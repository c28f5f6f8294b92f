//! Common test utilities and fixtures.

use base64::Engine;
use chrono::{DateTime, Duration, SecondsFormat, Utc};
use p256::ecdsa::SigningKey;
use p256::pkcs8::{EncodePublicKey, LineEnding};

use saml_sp::signature::SignaturePlacement;
use saml_sp::{ResponseSigner, ResponseValidator, SAML_NS, XMLDSIG_NS};

/// Audience the SP expects, also its ACS URL.
pub const SP_ENTITY_ID: &str = "http://sp.example/saml";

/// Issuer used by the test IdP.
pub const IDP_ENTITY_ID: &str = "https://idp.example";

const SAMLP_NS: &str = "urn:oasis:names:tc:SAML:2.0:protocol";

/// Installs a test subscriber once per process.
pub fn init_tracing() {
    let _ = tracing_subscriber::fmt()
        .with_env_filter("saml_sp=debug")
        .with_test_writer()
        .try_init();
}

/// An identity provider with its own signing key.
pub struct TestIdp {
    signing_key: SigningKey,
    /// SubjectPublicKeyInfo PEM of the signing key.
    pub public_key_pem: String,
}

impl TestIdp {
    /// Creates an IdP with a random key.
    pub fn new() -> anyhow::Result<Self> {
        init_tracing();
        let signing_key = SigningKey::random(&mut rand::rngs::OsRng);
        let public_key_pem = signing_key
            .verifying_key()
            .to_public_key_pem(LineEnding::LF)?;
        Ok(Self {
            signing_key,
            public_key_pem,
        })
    }

    /// Signs the assertion inside `xml` with an enveloped signature.
    pub fn sign(&self, xml: &str) -> anyhow::Result<String> {
        Ok(ResponseSigner::new(self.signing_key.clone()).sign(xml)?)
    }

    /// Signs with the signature placed on the Response element.
    pub fn sign_at_response(&self, xml: &str) -> anyhow::Result<String> {
        Ok(ResponseSigner::new(self.signing_key.clone())
            .with_placement(SignaturePlacement::Response)
            .sign(xml)?)
    }

    /// A validator trusting this IdP and expecting [`SP_ENTITY_ID`].
    pub fn validator(&self) -> ResponseValidator {
        ResponseValidator::new(&self.public_key_pem, SP_ENTITY_ID)
    }
}

/// Parameters for a generated Response document.
#[derive(Debug, Clone)]
pub struct ResponseFixture {
    /// Prefix bound to the assertion namespace; empty means default namespace.
    pub prefix: &'static str,
    /// Declare the assertion namespace on the Response instead of the Assertion.
    pub declare_on_root: bool,
    pub issuer: String,
    pub name_id: Option<String>,
    pub audiences: Vec<String>,
    pub not_before: DateTime<Utc>,
    pub not_on_or_after: DateTime<Utc>,
    pub status: Option<&'static str>,
    pub with_conditions: bool,
}

impl Default for ResponseFixture {
    fn default() -> Self {
        let now = Utc::now();
        Self {
            prefix: "saml",
            declare_on_root: false,
            issuer: IDP_ENTITY_ID.to_string(),
            name_id: Some("user@example.com".to_string()),
            audiences: vec![SP_ENTITY_ID.to_string()],
            not_before: now - Duration::minutes(1),
            not_on_or_after: now + Duration::minutes(5),
            status: Some("urn:oasis:names:tc:SAML:2.0:status:Success"),
            with_conditions: true,
        }
    }
}

impl ResponseFixture {
    fn q(&self, local: &str) -> String {
        if self.prefix.is_empty() {
            local.to_string()
        } else {
            format!("{}:{local}", self.prefix)
        }
    }

    fn ns_decl(&self) -> String {
        if self.prefix.is_empty() {
            format!(r#" xmlns="{SAML_NS}""#)
        } else {
            format!(r#" xmlns:{}="{SAML_NS}""#, self.prefix)
        }
    }

    /// Renders the unsigned Response.
    pub fn to_xml(&self) -> String {
        let instant = |t: DateTime<Utc>| t.to_rfc3339_opts(SecondsFormat::Secs, true);
        let (root_decl, assertion_decl) = if self.declare_on_root {
            (self.ns_decl(), String::new())
        } else {
            (String::new(), self.ns_decl())
        };

        let status = self
            .status
            .map(|code| format!(r#"<samlp:Status><samlp:StatusCode Value="{code}"/></samlp:Status>"#))
            .unwrap_or_default();

        let name_id = self
            .name_id
            .as_ref()
            .map(|n| format!("<{q}>{n}</{q}>", q = self.q("NameID")))
            .unwrap_or_default();

        let conditions = if self.with_conditions {
            let audiences: String = self
                .audiences
                .iter()
                .map(|a| {
                    format!(
                        "<{r}><{au}>{a}</{au}></{r}>",
                        r = self.q("AudienceRestriction"),
                        au = self.q("Audience")
                    )
                })
                .collect();
            format!(
                r#"<{c} NotBefore="{nb}" NotOnOrAfter="{noa}">{audiences}</{c}>"#,
                c = self.q("Conditions"),
                nb = instant(self.not_before),
                noa = instant(self.not_on_or_after),
            )
        } else {
            String::new()
        };

        format!(
            concat!(
                r#"<samlp:Response xmlns:samlp="{samlp}"{root_decl} ID="_resp1" Version="2.0" IssueInstant="{now}" Destination="{sp}" InResponseTo="_req1">"#,
                "{status}",
                r#"<{assertion}{assertion_decl} ID="_assert1" Version="2.0" IssueInstant="{now}">"#,
                "<{issuer}>{issuer_value}</{issuer}>",
                "<{subject}>{name_id}",
                r#"<{sc} Method="urn:oasis:names:tc:SAML:2.0:cm:bearer">"#,
                r#"<{scd} NotOnOrAfter="{noa}" Recipient="{sp}" InResponseTo="_req1"/>"#,
                "</{sc}></{subject}>",
                "{conditions}",
                r#"<{authn} AuthnInstant="{now}" SessionIndex="_session1">"#,
                "<{ctx}><{ccr}>urn:oasis:names:tc:SAML:2.0:ac:classes:PasswordProtectedTransport</{ccr}></{ctx}>",
                "</{authn}>",
                "<{attrs}>",
                r#"<{attr} Name="mail"><{value}>user@example.com</{value}></{attr}>"#,
                r#"<{attr} Name="groups"><{value}>admins</{value}><{value}>staff</{value}></{attr}>"#,
                "</{attrs}>",
                "</{assertion}></samlp:Response>"
            ),
            samlp = SAMLP_NS,
            root_decl = root_decl,
            now = instant(Utc::now()),
            sp = SP_ENTITY_ID,
            status = status,
            assertion = self.q("Assertion"),
            assertion_decl = assertion_decl,
            issuer = self.q("Issuer"),
            issuer_value = self.issuer,
            subject = self.q("Subject"),
            name_id = name_id,
            sc = self.q("SubjectConfirmation"),
            scd = self.q("SubjectConfirmationData"),
            noa = instant(self.not_on_or_after),
            conditions = conditions,
            authn = self.q("AuthnStatement"),
            ctx = self.q("AuthnContext"),
            ccr = self.q("AuthnContextClassRef"),
            attrs = self.q("AttributeStatement"),
            attr = self.q("Attribute"),
            value = self.q("AttributeValue"),
        )
    }
}

/// Returns the Base64 text of the first `SignatureValue` in `xml`.
pub fn signature_value_text(xml: &str) -> anyhow::Result<String> {
    let doc = saml_sp::xml::Document::parse(xml)?;
    let response = doc.root();
    let signature = response
        .child(XMLDSIG_NS, "Signature")
        .or_else(|| {
            response
                .child(SAML_NS, "Assertion")
                .and_then(|a| a.child(XMLDSIG_NS, "Signature"))
        })
        .ok_or_else(|| anyhow::anyhow!("no signature"))?;
    signature
        .child_text(XMLDSIG_NS, "SignatureValue")
        .ok_or_else(|| anyhow::anyhow!("no SignatureValue"))
}

/// Replaces the signature value with one that has a single bit flipped.
pub fn flip_signature_bit(xml: &str, bit: usize) -> anyhow::Result<String> {
    let original = signature_value_text(xml)?;
    let mut raw = base64::engine::general_purpose::STANDARD.decode(original.as_bytes())?;
    let byte = (bit / 8) % raw.len();
    raw[byte] ^= 1 << (bit % 8);
    let flipped = base64::engine::general_purpose::STANDARD.encode(&raw);
    Ok(xml.replacen(&original, &flipped, 1))
}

_ _ _

WORK TO BE COMPLETED: In full and without changes, repeat the listing.

FINISHED EXERCISE:
repository c28f5f6f8294b92f
//! Common test utilities and fixtures.

use base64::Engine;
use chrono::{DateTime, Duration, SecondsFormat, Utc};
use p256::ecdsa::SigningKey;
use p256::pkcs8::{EncodePublicKey, LineEnding};

use saml_sp::signature::SignaturePlacement;
use saml_sp::{ResponseSigner, ResponseValidator, SAML_NS, XMLDSIG_NS};

/// Audience the SP expects, also its ACS URL.
pub const SP_ENTITY_ID: &str = "http://sp.example/saml";

/// Issuer used by the test IdP.
pub const IDP_ENTITY_ID: &str = "https://idp.example";

const SAMLP_NS: &str = "urn:oasis:names:tc:SAML:2.0:protocol";

/// Installs a test subscriber once per process.
pub fn init_tracing() {
    let _ = tracing_subscriber::fmt()
        .with_env_filter("saml_sp=debug")
        .with_test_writer()
        .try_init();
}

/// An identity provider with its own signing key.
pub struct TestIdp {
    signing_key: SigningKey,
    /// SubjectPublicKeyInfo PEM of the signing key.
    pub public_key_pem: String,
}

impl TestIdp {
    /// Creates an IdP with a random key.
    pub fn new() -> anyhow::Result<Self> {
        init_tracing();
        let signing_key = SigningKey::random(&mut rand::rngs::OsRng);
        let public_key_pem = signing_key
            .verifying_key()
            .to_public_key_pem(LineEnding::LF)?;
        Ok(Self {
            signing_key,
            public_key_pem,
        })
    }

    /// Signs the assertion inside `xml` with an enveloped signature.
    pub fn sign(&self, xml: &str) -> anyhow::Result<String> {
        Ok(ResponseSigner::new(self.signing_key.clone()).sign(xml)?)
    }

    /// Signs with the signature placed on the Response element.
    pub fn sign_at_response(&self, xml: &str) -> anyhow::Result<String> {
        Ok(ResponseSigner::new(self.signing_key.clone())
            .with_placement(SignaturePlacement::Response)
            .sign(xml)?)
    }

    /// A validator trusting this IdP and expecting [`SP_ENTITY_ID`].
    pub fn validator(&self) -> ResponseValidator {
        ResponseValidator::new(&self.public_key_pem, SP_ENTITY_ID)
    }
}

/// Parameters for a generated Response document.
#[derive(Debug, Clone)]
pub struct ResponseFixture {
    /// Prefix bound to the assertion namespace; empty means default namespace.
    pub prefix: &'static str,
    /// Declare the assertion namespace on the Response instead of the Assertion.
    pub declare_on_root: bool,
    pub issuer: String,
    pub name_id: Option<String>,
    pub audiences: Vec<String>,
    pub not_before: DateTime<Utc>,
    pub not_on_or_after: DateTime<Utc>,
    pub status: Option<&'static str>,
    pub with_conditions: bool,
}

impl Default for ResponseFixture {
    fn default() -> Self {
        let now = Utc::now();
        Self {
            prefix: "saml",
            declare_on_root: false,
            issuer: IDP_ENTITY_ID.to_string(),
            name_id: Some("user@example.com".to_string()),
            audiences: vec![SP_ENTITY_ID.to_string()],
            not_before: now - Duration::minutes(1),
            not_on_or_after: now + Duration::minutes(5),
            status: Some("urn:oasis:names:tc:SAML:2.0:status:Success"),
            with_conditions: true,
        }
    }
}

impl ResponseFixture {
    fn q(&self, local: &str) -> String {
        if self.prefix.is_empty() {
            local.to_string()
        } else {
            format!("{}:{local}", self.prefix)
        }
    }

    fn ns_decl(&self) -> String {
        if self.prefix.is_empty() {
            format!(r#" xmlns="{SAML_NS}""#)
        } else {
            format!(r#" xmlns:{}="{SAML_NS}""#, self.prefix)
        }
    }

    /// Renders the unsigned Response.
    pub fn to_xml(&self) -> String {
        let instant = |t: DateTime<Utc>| t.to_rfc3339_opts(SecondsFormat::Secs, true);
        let (root_decl, assertion_decl) = if self.declare_on_root {
            (self.ns_decl(), String::new())
        } else {
            (String::new(), self.ns_decl())
        };

        let status = self
            .status
            .map(|code| format!(r#"<samlp:Status><samlp:StatusCode Value="{code}"/></samlp:Status>"#))
            .unwrap_or_default();

        let name_id = self
            .name_id
            .as_ref()
            .map(|n| format!("<{q}>{n}</{q}>", q = self.q("NameID")))
            .unwrap_or_default();

        let conditions = if self.with_conditions {
            let audiences: String = self
                .audiences
                .iter()
                .map(|a| {
                    format!(
                        "<{r}><{au}>{a}</{au}></{r}>",
                        r = self.q("AudienceRestriction"),
                        au = self.q("Audience")
                    )
                })
                .collect();
            format!(
                r#"<{c} NotBefore="{nb}" NotOnOrAfter="{noa}">{audiences}</{c}>"#,
                c = self.q("Conditions"),
                nb = instant(self.not_before),
                noa = instant(self.not_on_or_after),
            )
        } else {
            String::new()
        };

        format!(
            concat!(
                r#"<samlp:Response xmlns:samlp="{samlp}"{root_decl} ID="_resp1" Version="2.0" IssueInstant="{now}" Destination="{sp}" InResponseTo="_req1">"#,
                "{status}",
                r#"<{assertion}{assertion_decl} ID="_assert1" Version="2.0" IssueInstant="{now}">"#,
                "<{issuer}>{issuer_value}</{issuer}>",
                "<{subject}>{name_id}",
                r#"<{sc} Method="urn:oasis:names:tc:SAML:2.0:cm:bearer">"#,
                r#"<{scd} NotOnOrAfter="{noa}" Recipient="{sp}" InResponseTo="_req1"/>"#,
                "</{sc}></{subject}>",
                "{conditions}",
                r#"<{authn} AuthnInstant="{now}" SessionIndex="_session1">"#,
                "<{ctx}><{ccr}>urn:oasis:names:tc:SAML:2.0:ac:classes:PasswordProtectedTransport</{ccr}></{ctx}>",
                "</{authn}>",
                "<{attrs}>",
                r#"<{attr} Name="mail"><{value}>user@example.com</{value}></{attr}>"#,
                r#"<{attr} Name="groups"><{value}>admins</{value}><{value}>staff</{value}></{attr}>"#,
                "</{attrs}>",
                "</{assertion}></samlp:Response>"
            ),
            samlp = SAMLP_NS,
            root_decl = root_decl,
            now = instant(Utc::now()),
            sp = SP_ENTITY_ID,
            status = status,
            assertion = self.q("Assertion"),
            assertion_decl = assertion_decl,
            issuer = self.q("Issuer"),
            issuer_value = self.issuer,
            subject = self.q("Subject"),
            name_id = name_id,
            sc = self.q("SubjectConfirmation"),
            scd = self.q("SubjectConfirmationData"),
            noa = instant(self.not_on_or_after),
            conditions = conditions,
            authn = self.q("AuthnStatement"),
            ctx = self.q("AuthnContext"),
            ccr = self.q("AuthnContextClassRef"),
            attrs = self.q("AttributeStatement"),
            attr = self.q("Attribute"),
            value = self.q("AttributeValue"),
        )
    }
}

/// Returns the Base64 text of the first `SignatureValue` in `xml`.
pub fn signature_value_text(xml: &str) -> anyhow::Result<String> {
    let doc = saml_sp::xml::Document::parse(xml)?;
    let response = doc.root();
    let signature = response
        .child(XMLDSIG_NS, "Signature")
        .or_else(|| {
            response
                .child(SAML_NS, "Assertion")
                .and_then(|a| a.child(XMLDSIG_NS, "Signature"))
        })
        .ok_or_else(|| anyhow::anyhow!("no signature"))?;
    signature
        .child_text(XMLDSIG_NS, "SignatureValue")
        .ok_or_else(|| anyhow::anyhow!("no SignatureValue"))
}

/// Replaces the signature value with one that has a single bit flipped.
pub fn flip_signature_bit(xml: &str, bit: usize) -> anyhow::Result<String> {
    let original = signature_value_text(xml)?;
    let mut raw = base64::engine::general_purpose::STANDARD.decode(original.as_bytes())?;
    let byte = (bit / 8) % raw.len();
    raw[byte] ^= 1 << (bit % 8);
    let flipped = base64::engine::general_purpose::STANDARD.encode(&raw);
    Ok(xml.replacen(&original, &flipped, 1))
}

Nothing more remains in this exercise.